*** Begin section ***

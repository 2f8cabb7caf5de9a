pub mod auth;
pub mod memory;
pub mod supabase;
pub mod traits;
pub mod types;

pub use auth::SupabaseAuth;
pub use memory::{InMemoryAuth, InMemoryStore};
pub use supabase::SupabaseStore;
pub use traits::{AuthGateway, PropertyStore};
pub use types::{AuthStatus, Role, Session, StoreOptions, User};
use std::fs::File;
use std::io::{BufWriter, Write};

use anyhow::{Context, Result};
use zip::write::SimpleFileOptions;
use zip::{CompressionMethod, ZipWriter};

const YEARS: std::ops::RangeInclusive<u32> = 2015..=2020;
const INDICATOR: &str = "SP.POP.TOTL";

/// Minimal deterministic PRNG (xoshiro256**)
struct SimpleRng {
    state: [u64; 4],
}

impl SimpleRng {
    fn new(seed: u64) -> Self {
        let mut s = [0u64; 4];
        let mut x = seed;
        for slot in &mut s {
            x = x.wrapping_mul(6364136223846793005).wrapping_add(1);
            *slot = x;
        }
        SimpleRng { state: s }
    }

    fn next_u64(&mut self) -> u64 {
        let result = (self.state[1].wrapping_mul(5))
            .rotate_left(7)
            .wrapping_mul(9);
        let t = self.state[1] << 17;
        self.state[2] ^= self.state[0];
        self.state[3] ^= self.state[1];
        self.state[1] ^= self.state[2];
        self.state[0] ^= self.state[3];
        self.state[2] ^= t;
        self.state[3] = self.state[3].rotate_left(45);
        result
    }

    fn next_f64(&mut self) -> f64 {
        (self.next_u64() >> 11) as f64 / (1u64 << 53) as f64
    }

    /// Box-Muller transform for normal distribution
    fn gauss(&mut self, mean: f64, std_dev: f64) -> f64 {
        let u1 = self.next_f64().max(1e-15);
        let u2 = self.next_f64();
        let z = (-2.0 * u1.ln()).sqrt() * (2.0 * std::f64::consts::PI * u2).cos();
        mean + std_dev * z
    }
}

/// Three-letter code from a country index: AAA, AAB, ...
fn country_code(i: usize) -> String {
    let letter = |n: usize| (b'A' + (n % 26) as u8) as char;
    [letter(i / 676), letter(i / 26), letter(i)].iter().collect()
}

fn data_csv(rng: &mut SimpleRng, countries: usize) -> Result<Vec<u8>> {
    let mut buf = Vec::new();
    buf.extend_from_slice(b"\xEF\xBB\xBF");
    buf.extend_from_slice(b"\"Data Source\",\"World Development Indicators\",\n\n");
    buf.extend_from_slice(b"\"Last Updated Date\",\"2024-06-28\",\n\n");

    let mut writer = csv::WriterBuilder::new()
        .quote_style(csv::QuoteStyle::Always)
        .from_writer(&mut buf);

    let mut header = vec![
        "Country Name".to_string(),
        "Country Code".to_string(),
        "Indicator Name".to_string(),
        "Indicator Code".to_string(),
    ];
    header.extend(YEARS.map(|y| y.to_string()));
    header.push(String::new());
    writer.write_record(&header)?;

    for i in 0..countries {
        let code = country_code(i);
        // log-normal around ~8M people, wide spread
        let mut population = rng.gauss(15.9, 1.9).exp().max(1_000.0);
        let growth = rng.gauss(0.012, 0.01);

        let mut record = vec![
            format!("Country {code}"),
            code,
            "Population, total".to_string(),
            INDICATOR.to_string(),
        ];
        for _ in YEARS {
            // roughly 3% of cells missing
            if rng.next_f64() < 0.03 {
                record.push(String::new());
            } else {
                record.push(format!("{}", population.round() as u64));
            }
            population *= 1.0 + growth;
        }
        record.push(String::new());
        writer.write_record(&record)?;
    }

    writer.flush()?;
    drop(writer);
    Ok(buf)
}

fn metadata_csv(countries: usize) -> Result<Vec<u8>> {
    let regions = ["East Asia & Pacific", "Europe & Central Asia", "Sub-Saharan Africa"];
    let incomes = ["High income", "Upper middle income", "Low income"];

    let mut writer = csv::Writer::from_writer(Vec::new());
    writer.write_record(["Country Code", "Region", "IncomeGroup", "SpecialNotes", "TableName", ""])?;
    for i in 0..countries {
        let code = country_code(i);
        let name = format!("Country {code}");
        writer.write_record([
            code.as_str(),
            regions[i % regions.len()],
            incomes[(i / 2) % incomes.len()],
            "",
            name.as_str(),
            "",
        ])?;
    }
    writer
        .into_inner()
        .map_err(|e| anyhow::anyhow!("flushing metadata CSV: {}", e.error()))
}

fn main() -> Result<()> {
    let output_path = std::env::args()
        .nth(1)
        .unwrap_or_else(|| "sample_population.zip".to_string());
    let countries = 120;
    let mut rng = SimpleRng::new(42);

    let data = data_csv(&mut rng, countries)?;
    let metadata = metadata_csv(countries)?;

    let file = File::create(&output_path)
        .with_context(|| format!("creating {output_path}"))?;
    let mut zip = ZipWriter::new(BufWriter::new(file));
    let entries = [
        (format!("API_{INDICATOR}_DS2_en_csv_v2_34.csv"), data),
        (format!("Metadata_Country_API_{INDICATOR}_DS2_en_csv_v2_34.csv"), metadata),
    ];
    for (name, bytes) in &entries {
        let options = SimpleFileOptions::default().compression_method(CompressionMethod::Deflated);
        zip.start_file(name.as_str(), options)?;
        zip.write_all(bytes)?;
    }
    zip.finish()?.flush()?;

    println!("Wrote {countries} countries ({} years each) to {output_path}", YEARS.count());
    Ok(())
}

*** End section ***
*** Begin section ***

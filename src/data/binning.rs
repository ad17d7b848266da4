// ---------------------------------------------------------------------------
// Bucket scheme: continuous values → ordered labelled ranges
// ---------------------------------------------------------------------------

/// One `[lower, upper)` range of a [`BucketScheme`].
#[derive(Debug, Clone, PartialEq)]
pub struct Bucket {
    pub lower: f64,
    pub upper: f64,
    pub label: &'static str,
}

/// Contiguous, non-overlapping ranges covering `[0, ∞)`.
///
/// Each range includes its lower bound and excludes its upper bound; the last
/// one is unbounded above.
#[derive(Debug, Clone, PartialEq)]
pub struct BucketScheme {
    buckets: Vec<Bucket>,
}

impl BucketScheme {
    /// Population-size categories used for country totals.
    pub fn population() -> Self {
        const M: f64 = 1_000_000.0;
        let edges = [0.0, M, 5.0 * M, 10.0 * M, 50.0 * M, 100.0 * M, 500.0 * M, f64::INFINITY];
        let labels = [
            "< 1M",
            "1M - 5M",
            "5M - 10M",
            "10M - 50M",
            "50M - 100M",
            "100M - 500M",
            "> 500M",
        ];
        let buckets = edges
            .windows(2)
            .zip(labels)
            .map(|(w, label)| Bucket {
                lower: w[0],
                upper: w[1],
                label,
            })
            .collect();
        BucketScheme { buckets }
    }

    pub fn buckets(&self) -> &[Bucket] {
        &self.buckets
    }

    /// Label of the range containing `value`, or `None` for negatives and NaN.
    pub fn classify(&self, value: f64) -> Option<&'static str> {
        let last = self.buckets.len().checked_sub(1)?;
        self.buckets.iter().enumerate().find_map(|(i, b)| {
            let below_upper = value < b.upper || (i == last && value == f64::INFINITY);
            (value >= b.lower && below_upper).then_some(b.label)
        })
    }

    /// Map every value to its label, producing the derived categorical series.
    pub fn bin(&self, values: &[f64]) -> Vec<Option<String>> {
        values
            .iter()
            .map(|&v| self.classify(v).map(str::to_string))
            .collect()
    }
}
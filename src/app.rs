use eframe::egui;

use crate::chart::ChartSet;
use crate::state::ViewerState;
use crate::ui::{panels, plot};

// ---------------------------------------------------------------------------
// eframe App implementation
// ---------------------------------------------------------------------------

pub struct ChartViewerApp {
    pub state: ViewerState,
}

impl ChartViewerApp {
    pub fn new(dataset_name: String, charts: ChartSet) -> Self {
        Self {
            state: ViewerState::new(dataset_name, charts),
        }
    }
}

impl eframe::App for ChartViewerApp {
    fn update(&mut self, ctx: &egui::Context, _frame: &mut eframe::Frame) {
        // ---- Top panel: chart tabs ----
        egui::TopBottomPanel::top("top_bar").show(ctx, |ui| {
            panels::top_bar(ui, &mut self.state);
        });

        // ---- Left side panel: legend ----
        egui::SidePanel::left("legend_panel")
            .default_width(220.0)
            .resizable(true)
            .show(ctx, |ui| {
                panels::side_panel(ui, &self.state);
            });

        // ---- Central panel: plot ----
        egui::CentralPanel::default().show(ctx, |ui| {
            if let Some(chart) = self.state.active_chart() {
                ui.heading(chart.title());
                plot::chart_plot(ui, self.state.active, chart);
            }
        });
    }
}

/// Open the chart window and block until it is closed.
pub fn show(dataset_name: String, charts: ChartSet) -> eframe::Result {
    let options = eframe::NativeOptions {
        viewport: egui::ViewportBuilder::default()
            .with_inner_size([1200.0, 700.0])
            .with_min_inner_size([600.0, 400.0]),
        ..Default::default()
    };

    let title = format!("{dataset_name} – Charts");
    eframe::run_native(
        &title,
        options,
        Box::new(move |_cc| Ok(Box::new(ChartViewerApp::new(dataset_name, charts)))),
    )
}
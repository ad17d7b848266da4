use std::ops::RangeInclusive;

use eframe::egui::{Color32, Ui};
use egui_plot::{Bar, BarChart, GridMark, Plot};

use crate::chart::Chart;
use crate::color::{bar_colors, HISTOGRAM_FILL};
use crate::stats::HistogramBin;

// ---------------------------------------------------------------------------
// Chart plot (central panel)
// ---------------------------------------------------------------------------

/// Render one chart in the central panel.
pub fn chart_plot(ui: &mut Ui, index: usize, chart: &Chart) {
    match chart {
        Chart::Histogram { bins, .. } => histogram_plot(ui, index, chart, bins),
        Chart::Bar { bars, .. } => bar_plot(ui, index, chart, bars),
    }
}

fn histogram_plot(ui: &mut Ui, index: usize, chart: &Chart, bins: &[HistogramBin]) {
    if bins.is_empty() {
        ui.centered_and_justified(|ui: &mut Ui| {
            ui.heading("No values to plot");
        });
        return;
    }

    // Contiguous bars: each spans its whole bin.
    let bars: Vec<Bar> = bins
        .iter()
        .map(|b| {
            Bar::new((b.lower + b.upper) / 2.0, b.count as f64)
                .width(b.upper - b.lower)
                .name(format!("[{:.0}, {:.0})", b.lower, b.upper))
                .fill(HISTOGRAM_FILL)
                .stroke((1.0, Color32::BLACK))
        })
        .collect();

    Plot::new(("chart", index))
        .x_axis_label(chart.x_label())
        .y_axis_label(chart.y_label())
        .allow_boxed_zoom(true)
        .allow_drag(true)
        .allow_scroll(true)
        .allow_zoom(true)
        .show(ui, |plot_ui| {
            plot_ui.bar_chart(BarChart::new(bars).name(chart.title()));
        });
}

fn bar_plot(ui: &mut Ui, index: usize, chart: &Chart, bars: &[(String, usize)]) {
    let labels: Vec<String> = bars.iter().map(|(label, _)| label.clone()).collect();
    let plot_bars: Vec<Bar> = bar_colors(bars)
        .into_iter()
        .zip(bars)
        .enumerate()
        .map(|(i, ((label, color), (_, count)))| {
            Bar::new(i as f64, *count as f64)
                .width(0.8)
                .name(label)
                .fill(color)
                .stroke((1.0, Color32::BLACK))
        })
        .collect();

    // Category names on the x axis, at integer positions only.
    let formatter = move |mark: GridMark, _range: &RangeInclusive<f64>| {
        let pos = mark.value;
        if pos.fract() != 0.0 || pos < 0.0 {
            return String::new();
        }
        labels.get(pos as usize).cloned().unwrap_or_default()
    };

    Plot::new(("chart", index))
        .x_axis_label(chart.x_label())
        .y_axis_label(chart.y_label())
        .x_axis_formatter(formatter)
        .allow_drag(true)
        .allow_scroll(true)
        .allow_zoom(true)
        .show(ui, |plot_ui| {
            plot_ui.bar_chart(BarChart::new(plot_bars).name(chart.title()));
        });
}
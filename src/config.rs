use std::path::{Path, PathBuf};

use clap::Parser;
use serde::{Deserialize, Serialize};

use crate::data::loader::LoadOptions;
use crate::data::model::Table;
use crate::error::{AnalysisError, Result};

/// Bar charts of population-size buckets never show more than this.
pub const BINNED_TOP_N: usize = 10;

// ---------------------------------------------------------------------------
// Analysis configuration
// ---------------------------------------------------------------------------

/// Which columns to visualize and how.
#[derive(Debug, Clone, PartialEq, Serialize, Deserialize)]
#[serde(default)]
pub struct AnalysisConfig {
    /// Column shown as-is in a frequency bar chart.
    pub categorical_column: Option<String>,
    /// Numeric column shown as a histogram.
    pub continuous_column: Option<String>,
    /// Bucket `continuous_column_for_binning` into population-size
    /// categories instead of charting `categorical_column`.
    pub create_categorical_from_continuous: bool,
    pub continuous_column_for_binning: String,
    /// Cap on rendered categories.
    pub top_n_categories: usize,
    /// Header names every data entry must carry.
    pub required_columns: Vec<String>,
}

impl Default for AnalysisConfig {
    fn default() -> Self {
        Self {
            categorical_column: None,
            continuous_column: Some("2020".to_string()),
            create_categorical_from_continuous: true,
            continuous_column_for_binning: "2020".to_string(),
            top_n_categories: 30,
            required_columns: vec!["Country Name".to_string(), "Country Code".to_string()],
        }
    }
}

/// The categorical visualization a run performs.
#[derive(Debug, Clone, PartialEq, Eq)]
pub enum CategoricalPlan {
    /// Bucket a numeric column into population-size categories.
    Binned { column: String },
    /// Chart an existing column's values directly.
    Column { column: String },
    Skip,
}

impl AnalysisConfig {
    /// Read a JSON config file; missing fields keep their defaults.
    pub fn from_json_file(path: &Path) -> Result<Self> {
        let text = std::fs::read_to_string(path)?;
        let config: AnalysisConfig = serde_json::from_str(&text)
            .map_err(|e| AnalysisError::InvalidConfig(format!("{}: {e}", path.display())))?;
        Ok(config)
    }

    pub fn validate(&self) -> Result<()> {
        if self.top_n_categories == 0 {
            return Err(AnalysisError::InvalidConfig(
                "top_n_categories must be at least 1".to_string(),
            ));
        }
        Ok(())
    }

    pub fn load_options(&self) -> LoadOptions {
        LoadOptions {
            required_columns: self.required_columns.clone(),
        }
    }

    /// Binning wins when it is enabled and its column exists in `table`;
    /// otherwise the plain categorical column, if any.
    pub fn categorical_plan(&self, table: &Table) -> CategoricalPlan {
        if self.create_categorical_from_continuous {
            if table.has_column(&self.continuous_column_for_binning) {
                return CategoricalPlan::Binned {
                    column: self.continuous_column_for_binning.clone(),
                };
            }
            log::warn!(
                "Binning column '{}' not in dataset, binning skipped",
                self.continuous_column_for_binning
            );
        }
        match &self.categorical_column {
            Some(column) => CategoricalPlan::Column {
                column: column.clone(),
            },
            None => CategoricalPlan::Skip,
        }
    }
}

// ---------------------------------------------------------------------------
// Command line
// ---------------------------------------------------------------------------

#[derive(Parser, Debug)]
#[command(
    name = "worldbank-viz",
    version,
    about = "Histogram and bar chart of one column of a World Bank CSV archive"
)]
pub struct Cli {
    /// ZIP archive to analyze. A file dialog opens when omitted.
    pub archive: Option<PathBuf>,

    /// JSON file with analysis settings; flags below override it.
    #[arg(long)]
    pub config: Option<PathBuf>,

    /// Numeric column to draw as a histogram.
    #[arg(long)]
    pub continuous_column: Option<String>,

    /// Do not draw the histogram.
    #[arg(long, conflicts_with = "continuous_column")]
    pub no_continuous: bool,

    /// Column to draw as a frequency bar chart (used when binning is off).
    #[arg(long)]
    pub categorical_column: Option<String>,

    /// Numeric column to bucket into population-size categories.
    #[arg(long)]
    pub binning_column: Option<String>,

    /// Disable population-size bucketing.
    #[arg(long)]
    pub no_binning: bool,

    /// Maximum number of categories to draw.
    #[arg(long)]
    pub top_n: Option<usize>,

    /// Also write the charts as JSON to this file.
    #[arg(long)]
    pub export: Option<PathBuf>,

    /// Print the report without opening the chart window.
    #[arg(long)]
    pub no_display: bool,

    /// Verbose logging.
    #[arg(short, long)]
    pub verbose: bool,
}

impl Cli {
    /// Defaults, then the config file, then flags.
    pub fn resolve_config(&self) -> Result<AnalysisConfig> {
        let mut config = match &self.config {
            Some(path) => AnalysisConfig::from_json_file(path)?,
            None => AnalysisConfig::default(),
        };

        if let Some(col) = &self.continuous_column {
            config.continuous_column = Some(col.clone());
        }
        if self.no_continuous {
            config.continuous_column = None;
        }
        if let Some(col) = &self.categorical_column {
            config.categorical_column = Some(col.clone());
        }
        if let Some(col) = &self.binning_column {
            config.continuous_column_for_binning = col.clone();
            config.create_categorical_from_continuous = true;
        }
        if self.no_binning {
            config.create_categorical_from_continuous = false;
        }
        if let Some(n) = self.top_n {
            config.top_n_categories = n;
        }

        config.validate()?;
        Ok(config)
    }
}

*** End section ***
*** Begin section ***

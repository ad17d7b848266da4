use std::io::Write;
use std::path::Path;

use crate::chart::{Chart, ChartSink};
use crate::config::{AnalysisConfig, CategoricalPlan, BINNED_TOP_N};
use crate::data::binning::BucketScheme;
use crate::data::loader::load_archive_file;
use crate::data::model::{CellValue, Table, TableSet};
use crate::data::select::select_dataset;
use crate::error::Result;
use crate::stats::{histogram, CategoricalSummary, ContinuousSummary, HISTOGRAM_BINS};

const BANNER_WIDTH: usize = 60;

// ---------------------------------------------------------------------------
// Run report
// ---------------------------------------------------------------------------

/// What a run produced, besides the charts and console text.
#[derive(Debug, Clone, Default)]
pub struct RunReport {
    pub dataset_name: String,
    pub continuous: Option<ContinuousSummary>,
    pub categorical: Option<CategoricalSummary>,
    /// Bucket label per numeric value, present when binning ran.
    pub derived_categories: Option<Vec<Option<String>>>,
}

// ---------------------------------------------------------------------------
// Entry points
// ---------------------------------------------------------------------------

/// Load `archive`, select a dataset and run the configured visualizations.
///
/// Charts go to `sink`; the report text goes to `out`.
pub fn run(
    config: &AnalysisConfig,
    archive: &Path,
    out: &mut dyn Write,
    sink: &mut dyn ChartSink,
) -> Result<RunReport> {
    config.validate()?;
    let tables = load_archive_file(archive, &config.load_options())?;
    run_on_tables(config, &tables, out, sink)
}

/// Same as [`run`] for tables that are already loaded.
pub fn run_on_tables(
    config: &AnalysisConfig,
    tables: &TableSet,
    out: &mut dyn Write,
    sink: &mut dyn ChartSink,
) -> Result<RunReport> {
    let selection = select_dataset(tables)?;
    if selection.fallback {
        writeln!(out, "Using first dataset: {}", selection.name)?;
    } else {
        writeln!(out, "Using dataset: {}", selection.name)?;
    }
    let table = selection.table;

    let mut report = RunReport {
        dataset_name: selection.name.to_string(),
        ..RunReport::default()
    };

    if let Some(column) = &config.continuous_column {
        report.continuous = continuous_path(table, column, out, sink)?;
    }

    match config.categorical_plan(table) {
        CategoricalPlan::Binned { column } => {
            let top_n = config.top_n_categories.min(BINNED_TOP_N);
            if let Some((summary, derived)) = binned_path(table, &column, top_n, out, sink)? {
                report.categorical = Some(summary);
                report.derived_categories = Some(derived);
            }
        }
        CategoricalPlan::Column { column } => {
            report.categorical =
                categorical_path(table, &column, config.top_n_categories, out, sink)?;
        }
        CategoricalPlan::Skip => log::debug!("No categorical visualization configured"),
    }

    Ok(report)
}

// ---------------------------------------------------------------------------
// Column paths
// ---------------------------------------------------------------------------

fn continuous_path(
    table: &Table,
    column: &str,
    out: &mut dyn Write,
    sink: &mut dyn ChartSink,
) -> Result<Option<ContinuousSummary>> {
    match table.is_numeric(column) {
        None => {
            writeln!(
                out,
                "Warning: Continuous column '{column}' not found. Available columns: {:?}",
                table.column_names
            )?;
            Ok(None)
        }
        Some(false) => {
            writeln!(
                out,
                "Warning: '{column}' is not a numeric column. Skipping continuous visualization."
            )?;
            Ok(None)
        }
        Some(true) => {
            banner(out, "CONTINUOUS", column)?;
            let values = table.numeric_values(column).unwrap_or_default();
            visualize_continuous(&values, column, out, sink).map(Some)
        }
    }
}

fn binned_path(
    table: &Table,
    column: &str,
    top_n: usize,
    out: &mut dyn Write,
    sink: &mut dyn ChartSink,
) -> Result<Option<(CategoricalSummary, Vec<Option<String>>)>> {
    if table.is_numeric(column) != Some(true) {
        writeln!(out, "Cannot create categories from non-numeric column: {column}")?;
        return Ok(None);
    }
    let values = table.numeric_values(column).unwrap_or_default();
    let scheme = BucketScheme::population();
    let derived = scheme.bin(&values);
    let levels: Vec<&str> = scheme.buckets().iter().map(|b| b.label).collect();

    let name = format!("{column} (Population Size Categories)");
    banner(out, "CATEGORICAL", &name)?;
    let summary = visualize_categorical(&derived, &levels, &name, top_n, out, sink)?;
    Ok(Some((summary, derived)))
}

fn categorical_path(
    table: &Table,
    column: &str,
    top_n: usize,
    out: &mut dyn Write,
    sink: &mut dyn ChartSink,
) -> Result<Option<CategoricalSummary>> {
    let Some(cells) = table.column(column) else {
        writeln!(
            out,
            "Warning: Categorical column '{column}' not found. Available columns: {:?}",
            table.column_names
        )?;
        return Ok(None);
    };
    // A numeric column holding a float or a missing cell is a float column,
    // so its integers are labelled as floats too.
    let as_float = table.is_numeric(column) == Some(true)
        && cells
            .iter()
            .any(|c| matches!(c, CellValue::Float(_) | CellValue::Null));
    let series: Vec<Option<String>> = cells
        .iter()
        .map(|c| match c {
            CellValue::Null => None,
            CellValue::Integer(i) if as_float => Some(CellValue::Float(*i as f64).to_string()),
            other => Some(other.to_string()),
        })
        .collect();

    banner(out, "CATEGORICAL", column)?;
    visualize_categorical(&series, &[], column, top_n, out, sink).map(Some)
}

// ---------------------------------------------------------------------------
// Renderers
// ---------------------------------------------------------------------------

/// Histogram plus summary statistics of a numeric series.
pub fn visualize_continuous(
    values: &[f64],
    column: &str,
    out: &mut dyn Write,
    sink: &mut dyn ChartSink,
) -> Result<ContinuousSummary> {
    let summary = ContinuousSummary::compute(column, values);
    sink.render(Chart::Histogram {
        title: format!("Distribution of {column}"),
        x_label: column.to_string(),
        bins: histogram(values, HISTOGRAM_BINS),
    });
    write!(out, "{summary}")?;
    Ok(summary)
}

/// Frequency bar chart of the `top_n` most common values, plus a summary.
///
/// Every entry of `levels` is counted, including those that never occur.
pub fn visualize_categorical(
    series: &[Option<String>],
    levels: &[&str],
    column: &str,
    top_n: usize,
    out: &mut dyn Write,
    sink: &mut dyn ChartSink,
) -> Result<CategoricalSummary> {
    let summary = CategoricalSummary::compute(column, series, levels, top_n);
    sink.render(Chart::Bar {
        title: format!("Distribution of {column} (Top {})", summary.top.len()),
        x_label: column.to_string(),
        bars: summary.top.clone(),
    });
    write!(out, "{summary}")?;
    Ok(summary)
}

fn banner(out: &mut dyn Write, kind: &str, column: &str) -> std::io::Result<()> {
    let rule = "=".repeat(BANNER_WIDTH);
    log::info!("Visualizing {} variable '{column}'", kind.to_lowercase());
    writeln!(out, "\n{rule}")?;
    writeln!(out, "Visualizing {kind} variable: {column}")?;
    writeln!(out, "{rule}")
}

*** End section ***

Activity.
Using the entries above, work out how many lines contain the string "BucketScheme". Respond with that number alone.

Task response.
6